Peter Handke’ye verilen Nobel Ödülü'nün bedeli "Sırp katliamını" övmekti. Orhan Pamuk'un ödülünün bedeli ise sözde Ermeni Soykırımını kabul etmekti.
Türkiye gazetesi yazarı Fuat Uğur, Orhan Pamuk'a verilen ödül ile Peter Handke’ye verilen ödül arasında kirli bir kardeşlik ve benzerlik olduğunu belirtti ve okları Orhan Pamuk'a çevirdi.

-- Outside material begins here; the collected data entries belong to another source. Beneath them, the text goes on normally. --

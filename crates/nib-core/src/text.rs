//! Text measurement and wrapping with ANSI-aware column accounting.
//!
//! Wrapping computes break points on the stripped text and then slices the
//! styled original, so every produced line re-opens the styles active at
//! its start and closes them at its end.

use unicode_segmentation::UnicodeSegmentation;

use crate::ansi::{grapheme_width, slice, strip, visible_width};

/// How text behaves when it exceeds its available width.
#[derive(Clone, Copy, Debug, Default, PartialEq, Eq, Hash)]
pub enum TextWrap {
    /// Split on word boundaries; break over-long words at the cell
    /// boundary that would overflow.
    #[default]
    Wrap,
    /// Alias for [`TextWrap::TruncateEnd`].
    Truncate,
    /// Keep the tail, replacing the head with `…`.
    TruncateStart,
    /// Keep both ends, replacing the middle with `…`.
    TruncateMiddle,
    /// Keep the head, replacing the tail with `…`.
    TruncateEnd,
}

/// Measure text under a maximum width.
///
/// Returns the natural width when no wrap is required, otherwise
/// `min(natural, max_width)` and the wrapped line count. The empty string
/// measures `(0, 0)`; a trailing newline produces an extra empty line.
pub fn measure(text: &str, max_width: usize, mode: TextWrap) -> (usize, usize) {
    if text.is_empty() {
        return (0, 0);
    }
    let lines: Vec<&str> = text.split('\n').collect();
    let natural = lines.iter().map(|l| visible_width(l)).max().unwrap_or(0);
    let height = lines.len();
    if natural <= max_width {
        return (natural, height);
    }
    match mode {
        TextWrap::Wrap => {
            let wrapped = wrap(text, max_width, mode);
            (natural.min(max_width), wrapped.split('\n').count())
        }
        _ => (natural.min(max_width), height),
    }
}

/// Wrap or truncate text to the given width in cells.
///
/// Returns the resulting lines joined with `\n`. Lines already within the
/// width pass through unchanged; a width of zero is a no-op.
pub fn wrap(text: &str, width: usize, mode: TextWrap) -> String {
    if width == 0 {
        return text.to_string();
    }
    let mut out: Vec<String> = Vec::new();
    for line in text.split('\n') {
        let natural = visible_width(line);
        if natural <= width {
            out.push(line.to_string());
            continue;
        }
        match mode {
            TextWrap::Wrap => out.extend(wrap_line(line, width)),
            TextWrap::Truncate | TextWrap::TruncateEnd => {
                out.push(format!("{}…", slice(line, 0, width - 1)));
            }
            TextWrap::TruncateStart => {
                out.push(format!("…{}", slice(line, natural - (width - 1), natural)));
            }
            TextWrap::TruncateMiddle => {
                let keep = width - 1;
                let left = keep - keep / 2;
                let right = keep / 2;
                out.push(format!(
                    "{}…{}",
                    slice(line, 0, left),
                    slice(line, natural - right, natural)
                ));
            }
        }
    }
    out.join("\n")
}

/// Word-wrap a single over-long line into styled segments.
fn wrap_line(line: &str, width: usize) -> Vec<String> {
    let words = word_spans(line);
    if words.is_empty() {
        let natural = visible_width(line);
        return vec![slice(line, 0, natural.min(width))];
    }

    let mut ranges: Vec<(usize, usize)> = Vec::new();
    let mut current: Option<(usize, usize)> = None;

    for &(ws, we) in &words {
        match current {
            Some((cs, _)) if we - cs <= width => {
                current = Some((cs, we));
            }
            _ => {
                if let Some(range) = current.take() {
                    ranges.push(range);
                }
                // Leading indentation is preserved on the first line.
                let mut start = if ranges.is_empty() { 0 } else { ws };
                while we - start > width {
                    ranges.push((start, start + width));
                    start += width;
                }
                current = Some((start, we));
            }
        }
    }
    if let Some(range) = current {
        ranges.push(range);
    }

    ranges
        .into_iter()
        .map(|(s, e)| slice(line, s, e))
        .collect()
}

/// Cell spans `(start, end)` of the words (non-space runs) in a line,
/// measured on the stripped text.
fn word_spans(line: &str) -> Vec<(usize, usize)> {
    let stripped = strip(line);
    let mut spans = Vec::new();
    let mut col = 0;
    let mut word_start: Option<usize> = None;
    for g in stripped.graphemes(true) {
        let w = grapheme_width(g);
        if g == " " {
            if let Some(start) = word_start.take() {
                spans.push((start, col));
            }
        } else if word_start.is_none() {
            word_start = Some(col);
        }
        col += w;
    }
    if let Some(start) = word_start {
        spans.push((start, col));
    }
    spans
}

İşte Fuat Uğur'un yazısından bölümler:
Nobel ödüllerinin kirli geçmişine biraz bakalım. Karşımıza pek
çok tanıdık ve ülkemizi yakından ilgilendiren isimler de
çıkıyor.
En çok Barış ve Edebiyat alanında verilen Nobel
ödüllerinde entrika ve çeşitli fırıldaklar dönüyor. Çünkü bu
dallarda, dünya siyaset ve sanat sahnesinde sergilenen büyük
oyunların yansımalarını görebiliyoruz.
Ülkemizde yıllarca İsveç’te bile en çok okunan romancı olma
unvanını elde eden Yaşar Kemal gibi uluslararası edebiyat
devine neden ödül verilmediği tartışıldı. Sonra, Orhan
Pamuk ile Türkiye bu “rüya”sını gerçekleştirdi.
Ama ne pahasına?
Bunun Orhan Pamuk ve Türkiye açısından
bir bedeli vardı:
NOBEL İÇİN YAPILAN ÖN ÖDEME
Nobel ödülünü almadan bir ön siyasi avans
ödemesi gerekiyordu.
İsveç’te yayınlanan Svenska gazetesine 2005 yılında
verdiği röportajda Osmanlı’nın 1 milyon Ermeni’yi
katlettiğini, son yıllarda ise (2000-2005 arasını kastediyor) 30
bin Kürt'ün öldürüldüğünü ama kimsenin korkudan bunu dile
getiremediğini söyledi. Pamuk daha da ileriye giderek “Yaşar
Kemal 'Türkiye'de Kürtler'e Baskı Yapılıyor’ makalesinden
dolayı 20 ay hapis cezasına çarptırıldı. Kürt sorununu bir
daha gündeme getirmeme sözü verdikten sonra serbest
bırakıldı" diyerek ünlü romancımızı da bir kalemde
harcadı.
Yaşar Kemal ise Orhan Pamuk’un bu sözlerine “Bu
alçaklıktır, ben barışa katkıda bulunacağına inandığım,
yararına inandığım konularda uyarılarımı yaptım. Bunu
yapmaktan hiçbir zaman kaçmam ama ucuz polemikler de
benim işim değil..." diye çok sert tepki gösterdi.